• Description of the task: Find the line with "use std::io::Write;" in the records below. Copy it and every line after it, up to and including the line with "for cell in".

***** Supplied records

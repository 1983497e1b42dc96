#![cfg_attr(feature = "fail-on-warnings", deny(warnings))]
#![warn(clippy::all, clippy::pedantic, clippy::nursery, clippy::cargo)]
#![allow(clippy::multiple_crate_versions, clippy::cargo_common_metadata)]

//! CSV writers for analysis results.
//!
//! The column sets are load-bearing: downstream GIS tooling (ArcGIS,
//! QGIS) imports these files, so headers and order stay exactly as the
//! existing exports have them.

use std::io::Write;

use coverage_map_coverage_models::{CoverageResult, RegionCount};
use coverage_map_gap_models::{GapCandidate, GridCell};
use thiserror::Error;

/// Errors from result export.
#[derive(Debug, Error)]
pub enum ExportError {
    /// The CSV writer failed.
    #[error("failed to write CSV: {0}")]
    Csv(#[from] csv::Error),

    /// The underlying writer failed on flush.
    #[error("failed to flush CSV output: {0}")]
    Io(#[from] std::io::Error),
}

/// Writes coverage rows as
/// `operator,technology,latitude,longitude,distance_km,confidence`.
///
/// # Errors
///
/// Returns [`ExportError`] if writing fails.
pub fn write_coverage_csv<W: Write>(out: W, result: &CoverageResult) -> Result<(), ExportError> {
    let mut writer = csv::Writer::from_writer(out);
    writer.write_record([
        "operator",
        "technology",
        "latitude",
        "longitude",
        "distance_km",
        "confidence",
    ])?;

    for row in &result.rows {
        writer.write_record([
            row.site.operator.label().to_owned(),
            row.site.technology.label().to_owned(),
            row.site.latitude.to_string(),
            row.site.longitude.to_string(),
            format!("{:.3}", row.distance_km),
            row.confidence.to_string(),
        ])?;
    }

    writer.flush()?;
    Ok(())
}

/// Writes scanned grid cells as `latitude,longitude,coverage_status`.
///
/// # Errors
///
/// Returns [`ExportError`] if writing fails.
pub fn write_coverage_grid_csv<W: Write>(out: W, cells: &[GridCell]) -> Result<(), ExportError> {
    let mut writer = csv::Writer::from_writer(out);
    writer.write_record(["latitude", "longitude", "coverage_status"])?;

    for cell in cells {
        writer.write_record([
            cell.latitude.to_string(),
            cell.longitude.to_string(),
            cell.status.to_string(),
        ])?;
    }

    writer.flush()?;
    Ok(())
}

/// Writes ranked tower recommendations as
/// `recommended_lat,recommended_lon,reason`.
///
/// # Errors
///
/// Returns [`ExportError`] if writing fails.
pub fn write_recommendations_csv<W: Write>(
    out: W,
    candidates: &[GapCandidate],
) -> Result<(), ExportError> {
    let mut writer = csv::Writer::from_writer(out);
    writer.write_record(["recommended_lat", "recommended_lon", "reason"])?;

    for candidate in candidates {
        writer.write_record([
            candidate.latitude.to_string(),
            candidate.longitude.to_string(),
            candidate.reason.clone(),
        ])?;
    }

    writer.flush()?;
    Ok(())
}

/// Writes per-state site counts as `state,total_sites`.
///
/// # Errors
///
/// Returns [`ExportError`] if writing fails.
pub fn write_state_density_csv<W: Write>(
    out: W,
    regions: &[RegionCount],
) -> Result<(), ExportError> {
    let mut writer = csv::Writer::from_writer(out);
    writer.write_record(["state", "total_sites"])?;

    for region in regions {
        writer.write_record([region.region.clone(), region.total_sites.to_string()])?;
    }

    writer.flush()?;
    Ok(())
}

**********

• Answer space:
use std::io::Write;

use coverage_map_coverage_models::{CoverageResult, RegionCount};
use coverage_map_gap_models::{GapCandidate, GridCell};
use thiserror::Error;

/// Errors from result export.
#[derive(Debug, Error)]
pub enum ExportError {
    /// The CSV writer failed.
    #[error("failed to write CSV: {0}")]
    Csv(#[from] csv::Error),

    /// The underlying writer failed on flush.
    #[error("failed to flush CSV output: {0}")]
    Io(#[from] std::io::Error),
}

/// Writes coverage rows as
/// `operator,technology,latitude,longitude,distance_km,confidence`.
///
/// # Errors
///
/// Returns [`ExportError`] if writing fails.
pub fn write_coverage_csv<W: Write>(out: W, result: &CoverageResult) -> Result<(), ExportError> {
    let mut writer = csv::Writer::from_writer(out);
    writer.write_record([
        "operator",
        "technology",
        "latitude",
        "longitude",
        "distance_km",
        "confidence",
    ])?;

    for row in &result.rows {
        writer.write_record([
            row.site.operator.label().to_owned(),
            row.site.technology.label().to_owned(),
            row.site.latitude.to_string(),
            row.site.longitude.to_string(),
            format!("{:.3}", row.distance_km),
            row.confidence.to_string(),
        ])?;
    }

    writer.flush()?;
    Ok(())
}

/// Writes scanned grid cells as `latitude,longitude,coverage_status`.
///
/// # Errors
///
/// Returns [`ExportError`] if writing fails.
pub fn write_coverage_grid_csv<W: Write>(out: W, cells: &[GridCell]) -> Result<(), ExportError> {
    let mut writer = csv::Writer::from_writer(out);
    writer.write_record(["latitude", "longitude", "coverage_status"])?;

    for cell in cells {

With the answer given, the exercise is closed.